Poco dopo l'assunzione di Urbano VIII alla cattedra pontificia (1623) il C. fu nominato in concistoro, il 29 genn. 1624, arcivescovo di Santa Severina, per cui dovette allontanarsi dalla Curia romana. Poiché il C. aveva conseguito soltanto nello stesso mese gli ordini maggiori, fu necessaria una dispensa "super eo, quod non est in sacris ordinibus ante sex menses constitutus", ed inoltre un'altra per l'età ("super defectu 14 mensium a 30 annis"). Fu consacrato vescovo il 12 marzo 1624 dal cardinale Borghese e il 18 marzo ricevette il pallio. Sin dal 3 gennaio si era dimesso dalla sua carica di avvocato concistoriale.

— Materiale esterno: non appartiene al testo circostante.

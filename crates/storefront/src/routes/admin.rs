//! Admin area entry point.

use axum::{
    Json,
    extract::State,
    response::{IntoResponse, Redirect, Response},
};
use serde::Serialize;
use tower_sessions::Session;
use tracing::instrument;

use crate::error::{AppError, Result, add_breadcrumb};
use crate::gate::GateState;
use crate::models::StoredUser;
use crate::services::DashboardSummary;
use crate::state::AppState;

/// Admin dashboard payload.
#[derive(Debug, Serialize)]
pub struct DashboardView {
    pub user: StoredUser,
    pub summary: DashboardSummary,
}

/// Run the admin gate for this client and show the dashboard or redirect to
/// `/unauthorized?reason=...`.
#[instrument(skip_all)]
pub async fn dashboard(State(state): State<AppState>, session: Session) -> Result<Response> {
    let mut gate = state.admin_gate();

    match gate.check(&session).await {
        GateState::Granted(user) => {
            let summary = state.catalog()?.dashboard_summary();
            let view = DashboardView {
                user: user.clone(),
                summary,
            };
            Ok(Json(view).into_response())
        }
        GateState::Denied(reason) => {
            add_breadcrumb("auth", "Admin gate denied", Some(&[("reason", reason.as_str())]));
            Ok(Redirect::to(&format!("/unauthorized?reason={reason}")).into_response())
        }
        GateState::Checking => Err(AppError::Internal(
            "admin gate did not resolve".to_string(),
        )),
    }
}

Il C. giunse nel piccolo arcivescovato calabrese di Santa Severina il 6 giugno e qui trascorse i successivi dieci anni. Ma la grande distanza che separava la sua sede arcivescovile da qualsiasi centro di attività politica, il forte contrasto con le condizioni di vita cui era abituato, e certamente anche il desiderio di avanzare ulteriormente nella carriera ecclesiastica lo spinsero dopo pochi anni a manifestare il desiderio di poter tornare al servizio della Curia.
Nelle lettere che scriveva a Francesco Barberini, cardinal nepote di Urbano VIII, il C. ricordava spesso di essere disposto ad accettare un ufficio al servizio papale intendendo con ciò, presumibilmente, una nunziatura. Alla richiesta di donazioni rivolta ai vescovi da Urbano VIII nella grave crisi finanziaria del 1630il C. rispose inviando un regalo in danaro, anch'esso però accompagnato dalla richiesta di essere tenuto in considerazione in caso vi fosse da provvedere a un ufficio adatto a lui.
Nel 1634 il suo desiderio fu finalmente esaudito ed egli ottenne la nunziatura di Savoia. Il 24 maggio il C., insieme con Malatesta Baglioni nominato nunzio presso la corte imperiale, fu ricevuto tra gli assistenti pontifici nel corso di una solenne cerimonia religiosa vespertina nella cappella del Quirinale alla vigilia dell'Ascensione; il 17 e il 20 giugno furono emanati i brevi che gli conferivano i poteri di nunzio, e il 30 luglio il breve al duca Vittorio Amedeo 1 con la comunicazione ufficiale della nomina del Caffarelli. Il C. giunse a Torino, sua nuova sede, il 30 ottobre; il suo predecessore Alessandro Castracani vi rimase fino al 10 dicembre per introdurlo agli affari correnti.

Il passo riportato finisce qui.